Pocket cruiser and traditional gaffer 17′

Hull length / waterline      5.10 / 4.60 m Sail area       18 m²
Breadth / waterline      2.00 / 1.75 m Outboard motor       6 ch
Draught      2.00 / 1.75 m Design category / Crew       C4
Light weight (including motor) / ballast       720 / 190 kg Building time       700 hours
Attention: this boat may be built only with a numerically cut plywood kit.
DRAWING  PHOTO ALBUM
Ebihen 15 / 16 is one my most popular design. It is a small open boat, 15 or 16′ long, stable and seaworthy for family day sailing, with a steel plate centreboard and a well for the outboard, and able to be easily trailered and launched from a ramp. Ebihen may be built either as a strip planked or as a plywood lapstrake hull. About one hundred Ebihen have been built, mostly by home builders.
I had in mind to develop a new version, for those owner having a fixed mooring and not interested in easy launching. Then, this new boat has to be a keel boat, leaving more space in the cockpit  not encumbered by a centreboard case, and have a watertight and self-draining “at mooring” cockpit, allowing to leave it unattended for a long period. I also decided to have a plywood cold molded hull made on the same principle as Pen-Hir which is very easy to build. The rig is a gaff sloop, but a gaff cutter is also possible.

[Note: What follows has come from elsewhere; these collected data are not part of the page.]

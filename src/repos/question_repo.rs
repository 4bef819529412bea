//! 题目表 CRUD 与审核状态流转
//!
//! 题目由编排器在接受候选题时创建（初始 ai_reviewing），此后只通过
//! `transition_status` 沿固定的单向路径流转，任何状态都不会被重入：
//!
//! ```text
//! ai_reviewing ─┬─> ai_approved ──> pending ─┬─> approved
//!               └─> ai_rejected              └─> rejected
//! ```
//!
//! 人工审核队列的读取路径只返回 pending 状态的题目。

use rusqlite::{params, Connection, OptionalExtension, Row};
use serde::{Deserialize, Serialize};
use tracing::{debug, info, warn};

use crate::database::Database;
use crate::models::AppError;
use crate::question_gen::types::{
    AnswerAnalysis, QuestionOption, QuestionType, RepairAction,
};

/// Log row-parse errors instead of silently discarding them.
fn log_and_skip_err<T>(result: Result<T, rusqlite::Error>) -> Option<T> {
    match result {
        Ok(v) => Some(v),
        Err(e) => {
            warn!("[QuestionRepo] Row parse error (skipped): {}", e);
            None
        }
    }
}

// ============================================================================
// 审核状态
// ============================================================================

#[derive(Debug, Clone, Copy, PartialEq, Eq, Serialize, Deserialize)]
#[serde(rename_all = "snake_case")]
pub enum ReviewStatus {
    AiReviewing,
    AiApproved,
    AiRejected,
    Pending,
    Approved,
    Rejected,
}

impl ReviewStatus {
    pub fn as_str(&self) -> &'static str {
        match self {
            ReviewStatus::AiReviewing => "ai_reviewing",
            ReviewStatus::AiApproved => "ai_approved",
            ReviewStatus::AiRejected => "ai_rejected",
            ReviewStatus::Pending => "pending",
            ReviewStatus::Approved => "approved",
            ReviewStatus::Rejected => "rejected",
        }
    }

    pub fn from_str(s: &str) -> Self {
        match s {
            "ai_reviewing" => ReviewStatus::AiReviewing,
            "ai_approved" => ReviewStatus::AiApproved,
            "ai_rejected" => ReviewStatus::AiRejected,
            "pending" => ReviewStatus::Pending,
            "approved" => ReviewStatus::Approved,
            "rejected" => ReviewStatus::Rejected,
            _ => ReviewStatus::AiReviewing,
        }
    }

    /// 终态（ai_rejected 仅能通过“重新提交为新候选题”离开，自身不再流转）
    pub fn is_terminal(&self) -> bool {
        matches!(
            self,
            ReviewStatus::AiRejected | ReviewStatus::Approved | ReviewStatus::Rejected
        )
    }

    /// 单向流转边
    pub fn can_transition(from: ReviewStatus, to: ReviewStatus) -> bool {
        matches!(
            (from, to),
            (ReviewStatus::AiReviewing, ReviewStatus::AiApproved)
                | (ReviewStatus::AiReviewing, ReviewStatus::AiRejected)
                | (ReviewStatus::AiApproved, ReviewStatus::Pending)
                | (ReviewStatus::Pending, ReviewStatus::Approved)
                | (ReviewStatus::Pending, ReviewStatus::Rejected)
        )
    }
}

// ============================================================================
// 题目实体
// ============================================================================

#[derive(Debug, Clone, Serialize, Deserialize)]
pub struct Question {
    pub id: String,
    pub task_id: String,
    pub question_type: QuestionType,
    pub stem: String,
    pub options: Vec<QuestionOption>,
    pub correct_answer: String,
    pub analysis: AnswerAnalysis,
    pub quality_score: i32,
    pub status: ReviewStatus,
    pub issues: Vec<String>,
    pub reviewer_comment: Option<String>,
    /// 候选题入库前经过了确定性修复
    pub repaired: bool,
    pub repair_actions: Vec<RepairAction>,
    /// 模拟生成器产出
    pub simulated: bool,
    pub created_at: String,
    pub updated_at: String,
}

/// 题目创建参数
#[derive(Debug, Clone)]
pub struct CreateQuestionParams {
    pub task_id: String,
    pub question_type: QuestionType,
    pub stem: String,
    pub options: Vec<QuestionOption>,
    pub correct_answer: String,
    pub analysis: AnswerAnalysis,
    pub quality_score: i32,
    pub repair_actions: Vec<RepairAction>,
    pub simulated: bool,
}

/// 状态流转时的增量更新
#[derive(Debug, Clone, Default)]
pub struct ReviewUpdate {
    pub quality_score: Option<i32>,
    pub issues: Option<Vec<String>>,
    pub reviewer_comment: Option<String>,
}

// ============================================================================
// 题目表 Repo
// ============================================================================

pub struct QuestionRepo;

impl QuestionRepo {
    /// 创建题目（初始状态 ai_reviewing）
    pub fn create_question(
        db: &Database,
        params_in: &CreateQuestionParams,
    ) -> Result<Question, AppError> {
        let conn = db.get_conn_safe()?;
        Self::create_question_with_conn(&conn, params_in)
    }

    pub fn create_question_with_conn(
        conn: &Connection,
        params_in: &CreateQuestionParams,
    ) -> Result<Question, AppError> {
        let id = format!("q_{}", nanoid::nanoid!(10));
        let now = chrono::Utc::now().to_rfc3339();

        let options_json =
            serde_json::to_string(&params_in.options).unwrap_or_else(|_| "[]".to_string());
        let analysis_json =
            serde_json::to_string(&params_in.analysis).unwrap_or_else(|_| "{}".to_string());
        let actions_json =
            serde_json::to_string(&params_in.repair_actions).unwrap_or_else(|_| "[]".to_string());
        let repaired = !params_in.repair_actions.is_empty();

        conn.execute(
            r#"
            INSERT INTO questions (
                id, task_id, question_type, stem, options_json, correct_answer,
                analysis_json, quality_score, status, issues, reviewer_comment,
                repaired, repair_actions, simulated, created_at, updated_at
            ) VALUES (
                ?1, ?2, ?3, ?4, ?5, ?6, ?7, ?8, 'ai_reviewing', '[]', NULL,
                ?9, ?10, ?11, ?12, ?12
            )
            "#,
            params![
                id,
                params_in.task_id,
                params_in.question_type.as_str(),
                params_in.stem,
                options_json,
                params_in.correct_answer,
                analysis_json,
                params_in.quality_score,
                repaired,
                actions_json,
                params_in.simulated,
                now,
            ],
        )?;

        debug!("[QuestionRepo] Created question id={} task={}", id, params_in.task_id);

        Self::get_question_with_conn(conn, &id)?
            .ok_or_else(|| AppError::database(format!("题目创建后读取失败: {}", id)))
    }

    pub fn get_question(db: &Database, question_id: &str) -> Result<Option<Question>, AppError> {
        let conn = db.get_conn_safe()?;
        Self::get_question_with_conn(&conn, question_id)
    }

    pub fn get_question_with_conn(
        conn: &Connection,
        question_id: &str,
    ) -> Result<Option<Question>, AppError> {
        let question = conn
            .query_row(
                "SELECT * FROM questions WHERE id = ?1",
                params![question_id],
                Self::map_question_row,
            )
            .optional()?;
        Ok(question)
    }

    /// 沿单向路径流转题目状态
    ///
    /// `from` 不匹配当前状态、或边不在流转图中时返回校验错误，
    /// 保证任何状态都不会被重入。
    pub fn transition_status(
        db: &Database,
        question_id: &str,
        from: ReviewStatus,
        to: ReviewStatus,
        update: &ReviewUpdate,
    ) -> Result<Question, AppError> {
        if !ReviewStatus::can_transition(from, to) {
            return Err(AppError::validation(format!(
                "非法状态流转: {} -> {}",
                from.as_str(),
                to.as_str()
            )));
        }

        let conn = db.get_conn_safe()?;
        let now = chrono::Utc::now().to_rfc3339();
        let issues_json = update
            .issues
            .as_ref()
            .map(|i| serde_json::to_string(i).unwrap_or_else(|_| "[]".to_string()));

        let changed = conn.execute(
            "UPDATE questions
             SET status = ?3,
                 quality_score = COALESCE(?4, quality_score),
                 issues = COALESCE(?5, issues),
                 reviewer_comment = COALESCE(?6, reviewer_comment),
                 updated_at = ?7
             WHERE id = ?1 AND status = ?2",
            params![
                question_id,
                from.as_str(),
                to.as_str(),
                update.quality_score,
                issues_json,
                update.reviewer_comment,
                now,
            ],
        )?;

        if changed == 0 {
            return match Self::get_question_with_conn(&conn, question_id)? {
                None => Err(AppError::not_found(format!("题目不存在: {}", question_id))),
                Some(current) => Err(AppError::validation(format!(
                    "题目 {} 当前状态为 {}，无法执行 {} -> {}",
                    question_id,
                    current.status.as_str(),
                    from.as_str(),
                    to.as_str()
                ))),
            };
        }

        info!(
            "[QuestionRepo] Question {} 状态流转 {} -> {}",
            question_id,
            from.as_str(),
            to.as_str()
        );

        Self::get_question_with_conn(&conn, question_id)?
            .ok_or_else(|| AppError::database(format!("题目流转后读取失败: {}", question_id)))
    }

    /// 人工审核队列读取路径
    ///
    /// 只返回 pending 状态的题目，ai_reviewing / ai_rejected 永远不会出现。
    pub fn list_pending_review(
        db: &Database,
        limit: u32,
        offset: u32,
    ) -> Result<Vec<Question>, AppError> {
        let conn = db.get_conn_safe()?;
        let mut stmt = conn.prepare(
            "SELECT * FROM questions WHERE status = 'pending'
             ORDER BY created_at ASC LIMIT ?1 OFFSET ?2",
        )?;
        let questions = stmt
            .query_map(params![limit, offset], Self::map_question_row)?
            .filter_map(log_and_skip_err)
            .collect();
        Ok(questions)
    }

    pub fn list_by_task(db: &Database, task_id: &str) -> Result<Vec<Question>, AppError> {
        let conn = db.get_conn_safe()?;
        let mut stmt = conn.prepare(
            "SELECT * FROM questions WHERE task_id = ?1 ORDER BY created_at ASC",
        )?;
        let questions = stmt
            .query_map(params![task_id], Self::map_question_row)?
            .filter_map(log_and_skip_err)
            .collect();
        Ok(questions)
    }

    fn map_question_row(row: &Row<'_>) -> Result<Question, rusqlite::Error> {
        let question_type: String = row.get("question_type")?;
        let options_json: String = row.get("options_json")?;
        let analysis_json: String = row.get("analysis_json")?;
        let issues_json: String = row.get("issues")?;
        let actions_json: String = row.get("repair_actions")?;
        let status: String = row.get("status")?;

        Ok(Question {
            id: row.get("id")?,
            task_id: row.get("task_id")?,
            question_type: QuestionType::from_str(&question_type)
                .unwrap_or(QuestionType::SingleChoice),
            stem: row.get("stem")?,
            options: serde_json::from_str(&options_json).unwrap_or_default(),
            correct_answer: row.get("correct_answer")?,
            analysis: serde_json::from_str(&analysis_json).unwrap_or_default(),
            quality_score: row.get("quality_score")?,
            status: ReviewStatus::from_str(&status),
            issues: serde_json::from_str(&issues_json).unwrap_or_default(),
            reviewer_comment: row.get("reviewer_comment")?,
            repaired: row.get("repaired")?,
            repair_actions: serde_json::from_str(&actions_json).unwrap_or_default(),
            simulated: row.get("simulated")?,
            created_at: row.get("created_at")?,
            updated_at: row.get("updated_at")?,
        })
    }
}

During the winter 2013, Icarai boatbuilder found a customer for this new design, but for for a cabin version.
The lines of Koalen 17 are very close to those of Ebihen 16, but the fore end has been modified to get a developable bottom plank and the transom has more rake as the rudder is attached to the keel. That is why the length has been increased to 5.1 m. The boat is clearly inspired by the small fishing cutters of North Brittany, with the plumb stem and moderately raked transom.
Koalen 17 is planked over a crisscrossed plywood structure including backbone and bulkheads. A developed panel makes the bottom planking and the side planking is made of two layers of 6 mm plywood, laid vertically (see picture) on stringers. Once again we got confirmation that this process gives both a sturdy hull faster to plank than strip planking and even clinker plywood. We decided to have the ballast inserted inside the plywood backbone. We used off the shelf lead pigs, but the void spaces may be filled in with lead scraps and epoxy. Therefore, the keel is hydrodynamically very clean and, despite a moderate draught, gives both an efficient lateral plane and good stability.
To have a serviceable cabin in such a small boat and keep an elegant line is not easy. But not having any centreboard case allows a minimum of seated comfort, to have two normal size berths, a stowage for a Porta-Potti toilet under cockpit and enough stowage space for a small cruise with a camping stove. The aim of Koalen 17 is mainly to be a dayboat with a cuddy, but it is possible for two people to spend some nights on board, allowing to discover more remote areas than a simple day boat allows. Koalen 17 is a pocket cruiser easy to trail behind a medium sized car, but requiring some handling facilities to have it into the water.
The first Koalen 17 has been delivered by Icarai boatbuilder in mid July 2013 in Ile Grande, an island close to the harbour of Trébeurden in North Brittany. A very beautiful place! I went the day after to help the owner for the first sailing and test the boat. The weather was misty with a very limited visibility. Hopefully I had my handheld GPS both to check the speed and to be able to sail among the many rocks and tide currents. We had to wait the middle of the afternoon to be able to take some pictures and have a look at the close coast.
Wind was light but enough to check that the boat performs well and the helm was properly balanced. Since then, the owner confirms he is very happy with her Koalen 17.
Since then, I got an order for an other Koalen 17 presently under construction in Scotland.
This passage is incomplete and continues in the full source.